Littering Poses Challenge to Monrovia’s Cleanliness


    Efforts by the Monrovia City Corporation (MCC) and LIBRA Sanitation to clean Monrovia and to keep it clean seems to face an uphill challeng by the persistent habit of littering throughout the city.

    The MCC, LIBRA Sanitation and Chevron have installed trash bins of various sizes on street corners, especially along the Tubman Boulevard and some parts of central Monrovia.

    In spite of the availability of these bins, pedestrians habitually drop trash in the streets, apparently with no regard for a clean environment.

    Banana, corn (maize), plantain, peanuts, orange and apples are among those usually thrown in the streets.

    The condition has also been worsened by the existence of multiplicity of water companies that are bagging water and selling it.

    Views solicited from sanitation workers and residents attribute the cause of the uncontrollable littering to a number of reasons.

    Some residents and street sellers on Benson Street told this paper that sanitation workers are in the street sweeping every day, and therefore dropping trash in the street means no harm.

    A scratch card dealer near the Zion Academy fence stated after dropping water plastic in the street: “My brother, we Liberians need a strong leader who will compel us to adhere to rules and laws. Other than that, no Liberian will be sensitive enough to do what you think is good.”

    Some street sweepers on duty said, “The work is not easy and people intentionally drop dirt anywhere they want to, even when we say drop it in the trash can or over the dirt. They usually tell us that we are working for pay and if they don’t waste the dirt in the streets, we will have no work to do to justify the money we make.”

    Section 3 of the Monrovia City Ordinance prohibits littering, but despite the existence of the ordinance people are not adhering to it.

    It also seems that the public is ignorant of it the MCC does not have any radio program or publication about City Ordinance’s existence and the need to enforce it.

    It may be recalled that during the regime of former Mayor Mary Broh, she joined a team of sanitation workers to carry out community awareness, sensitizing people about city ordinances and also arrested people who defied the laws.

    In almost all her activities, former Mayor Broh warned people against making the street filthy as well as building make-shift structures along alleys and on the main street.

    Although current Mayor Clara Doe Mvogo is making some strides to keep the city clean as evidenced by the daily clean-up crews on foot and on wheels, installing dustbins and truck-buckets at dumpsites in communities; she however, remains opposed to media coverage of her activities.

    In May this year, Mayor Mvogo told this reporter that she is not interested in the media but wanted people to see her work and not to make publicity.

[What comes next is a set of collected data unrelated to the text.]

use super::ProjectData;
use crate::base::{GridResolution, MapEdge};
use crate::grid::{ElementGrid, GridDescription, LocalArray2D, MapElementArray, NodalGrid};
use crate::parallel::{Collective, Partition};
use crate::StrError;

/// Holds the per-rank areal mesh of a calculation: grids, node validity and map elements
#[derive(Clone, Debug, PartialEq)]
pub struct Mesh {
    /// Resolution of the grid
    pub resolution: GridResolution,

    /// Nodes of the grid at this resolution
    pub description: GridDescription,

    /// Sub-sampling steps relative to the high-resolution grid
    pub step: (usize, usize),

    /// Number of nodes along x of the high-resolution grid
    pub high_res_n_nodes_x: usize,

    /// Element view of this rank
    pub elements: ElementGrid,

    /// Node view of this rank
    pub nodes: NodalGrid,

    /// Validity of the ghosted nodes
    pub node_validity: LocalArray2D<bool>,

    /// Classification of the ghosted elements
    pub map: MapElementArray,

    /// At least one element is valid on some rank
    pub has_active_elements: bool,

    /// Uses the solid thickness as depositing thickness
    pub geometric_loop: bool,
}

impl Mesh {
    /// Allocates the mesh of a rank
    ///
    /// The map elements are all invalid until [Mesh::initialise_element_grid] is called.
    pub fn new(
        project: &ProjectData,
        resolution: GridResolution,
        rank: usize,
        n_ranks: usize,
        geometric_loop: bool,
    ) -> Result<Self, StrError> {
        let step = match resolution {
            GridResolution::High => (1, 1),
            GridResolution::Low => project.low_resolution_step,
        };
        let description = project.grid.subsampled(step.0, step.1)?;
        let partition = Partition::new(description.n_elements_x(), description.n_elements_y(), n_ranks)?;
        let elements = ElementGrid::new(&description, &partition, rank)?;
        let nodes = NodalGrid::new(&elements);
        let mut node_validity = LocalArray2D::new(*nodes.owned(), *nodes.ghosted(), false);
        for (i, j) in nodes.ghosted().iter() {
            node_validity[(i, j)] = project.node_is_valid(i * step.0, j * step.1);
        }
        let map = MapElementArray::new(&elements);
        Ok(Mesh {
            resolution,
            description,
            step,
            high_res_n_nodes_x: project.grid.n_nodes_x,
            elements,
            nodes,
            node_validity,
            map,
            has_active_elements: false,
            geometric_loop,
        })
    }

    /// Returns the high-resolution indices of node (i,j)
    pub fn high_res_node(&self, i: usize, j: usize) -> (usize, usize) {
        (i * self.step.0, j * self.step.1)
    }

    /// Returns true if the ghosted node (i,j) is valid (false outside the ghosted range)
    pub fn node_is_valid(&self, i: usize, j: usize) -> bool {
        self.node_validity.get(i, j).copied().unwrap_or(false)
    }

    /// Classifies the map elements and returns true if any element is valid on any rank
    ///
    /// All ranks must call this function; the classification of a ghost element
    /// is the one computed by its owner.
    pub fn initialise_element_grid(&mut self, collective: &Collective) -> Result<bool, StrError> {
        let owned = *self.elements.owned();
        let ghosted = *self.elements.ghosted();
        let n_x = self.elements.n_elements_x();
        let n_y = self.elements.n_elements_y();

        // validity of owned elements
        let mut validity = LocalArray2D::new(owned, ghosted, false);
        let mut count = 0;
        for (i, j) in owned.iter() {
            let valid = self.node_is_valid(i, j)
                && self.node_is_valid(i + 1, j)
                && self.node_is_valid(i + 1, j + 1)
                && self.node_is_valid(i, j + 1);
            validity[(i, j)] = valid;
            if valid {
                count += 1;
            }
        }
        let global_count = collective.global_sum(count)?;
        self.has_active_elements = global_count > 0;
        collective.ghost_exchange_2d(&mut validity)?;

        // ownership and processor boundaries
        for (i, j) in ghosted.iter() {
            let ghost_i = i < owned.first_i || i > owned.last_i;
            let ghost_j = j < owned.first_j || j > owned.last_j;
            let element = &mut self.map.elements[(i, j)];
            element.is_corner_ghost = ghost_i && ghost_j;
            element.is_on_processor = !ghost_i && !ghost_j;
            element.global_validity = validity[(i, j)];
            element.is_valid = validity[(i, j)] && !element.is_corner_ghost;
            element.on_processor_boundary = [false; 4];
            element.on_domain_boundary = [false; 4];
            if element.is_on_processor {
                element.on_processor_boundary[MapEdge::Front.index()] = j == owned.first_j;
                element.on_processor_boundary[MapEdge::Right.index()] = i == owned.last_i;
                element.on_processor_boundary[MapEdge::Back.index()] = j == owned.last_j;
                element.on_processor_boundary[MapEdge::Left.index()] = i == owned.first_i;
            }
        }

        // domain boundaries of owned elements (out-of-range neighbours are invalid)
        let is_valid = |i: Option<usize>, j: Option<usize>| match (i, j) {
            (Some(i), Some(j)) if i < n_x && j < n_y => validity.get(i, j).copied().unwrap_or(false),
            _ => false,
        };
        for (i, j) in owned.iter() {
            if !validity[(i, j)] {
                continue;
            }
            let flags = [
                !is_valid(Some(i), j.checked_sub(1)),
                !is_valid(Some(i + 1), Some(j)),
                !is_valid(Some(i), Some(j + 1)),
                !is_valid(i.checked_sub(1), Some(j)),
            ];
            self.map.elements[(i, j)].on_domain_boundary = flags;
        }

        // ghosts take the classification of their owners
        let mut packed = LocalArray2D::new(owned, ghosted, 0u8);
        for (i, j) in owned.iter() {
            packed[(i, j)] = self.map.elements[(i, j)].pack_classification();
        }
        collective.ghost_exchange_2d(&mut packed)?;
        for (i, j) in ghosted.iter() {
            if owned.contains(i, j) {
                continue;
            }
            let element = &mut self.map.elements[(i, j)];
            element.unpack_classification(packed[(i, j)]);
            element.is_valid = element.global_validity && !element.is_corner_ghost;
        }
        log::debug!(
            "rank {}: {} valid owned elements ({} in total)",
            collective.rank(),
            count,
            global_count
        );
        Ok(self.has_active_elements)
    }
}

////////////////////////////////////////////////////////////////////////////////////////////////////////////////////////

#[cfg(test)]
mod tests {
    use super::Mesh;
    use crate::base::{GridResolution, MapEdge};
    use crate::parallel::Collective;
    use crate::simulator::SampleProjects;
    use crate::StrError;

    #[test]
    fn new_works() -> Result<(), StrError> {
        let project = SampleProjects::layer_cake(5, 5, 2);
        let mesh = Mesh::new(&project, GridResolution::Low, 0, 1, false)?;
        assert_eq!(mesh.description.n_nodes_x, 3);
        assert_eq!(mesh.elements.n_elements_x(), 2);
        assert_eq!(mesh.high_res_node(1, 2), (2, 4));
        assert!(mesh.node_is_valid(2, 2));
        assert!(!mesh.node_is_valid(3, 0));
        let mesh = Mesh::new(&project, GridResolution::High, 0, 1, false)?;
        assert_eq!(mesh.elements.n_elements_x(), 4);
        Ok(())
    }

    #[test]
    fn initialise_element_grid_works() -> Result<(), StrError> {
        let project = SampleProjects::with_invalid_nodes(4, 4, &[(0, 0)]);
        let mut mesh = Mesh::new(&project, GridResolution::High, 0, 1, false)?;
        let collective = Collective::serial();
        assert!(mesh.initialise_element_grid(&collective)?);
        assert!(!mesh.map.is_valid(0, 0));
        assert!(mesh.map.is_valid(1, 0));
        let e = mesh.map.get(1, 0).unwrap();
        assert!(e.is_on_domain_boundary(MapEdge::Front));
        assert!(e.is_on_domain_boundary(MapEdge::Left));
        assert!(!e.is_on_domain_boundary(MapEdge::Right));
        assert!(e.is_on_processor_boundary(MapEdge::Front));
        assert_eq!(mesh.map.number_of_valid_owned(), 8);
        assert_eq!(mesh.map.image(), "###\n#*#\n+##\n");
        Ok(())
    }

    #[test]
    fn no_valid_nodes_gives_no_active_elements() -> Result<(), StrError> {
        let project = SampleProjects::without_valid_nodes(3, 3);
        let mut mesh = Mesh::new(&project, GridResolution::Low, 0, 1, false)?;
        assert!(!mesh.initialise_element_grid(&Collective::serial())?);
        assert_eq!(mesh.map.image(), "++\n++\n");
        Ok(())
    }
}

    “I do not want to be heard in the media and do not like the media. I want my work to be seen by people and not to blow trumpet of things that I do. For that I do not grant media interviews,” she said.

    The City has an awareness team that goes around sensitizing communities about their responsibilities toward a cleaner, healthier environment. However, a member of the City of Monrovia community awareness team confided in the Daily Observer just last week, exactly what the scratch card dealer mentioned above had said.

    Granted, Mayor Mvogo is no Mary Broh — different spirit, different style of governance and all. And while it is highly respectable to let one’s work speak for oneself, the engagement of mass media as a means to enhance sensitization could be immensely fruitful. The battle is for hearts and minds, to promote behavior change and a more healthy, beautiful environment. For this, the media has be an essential partner.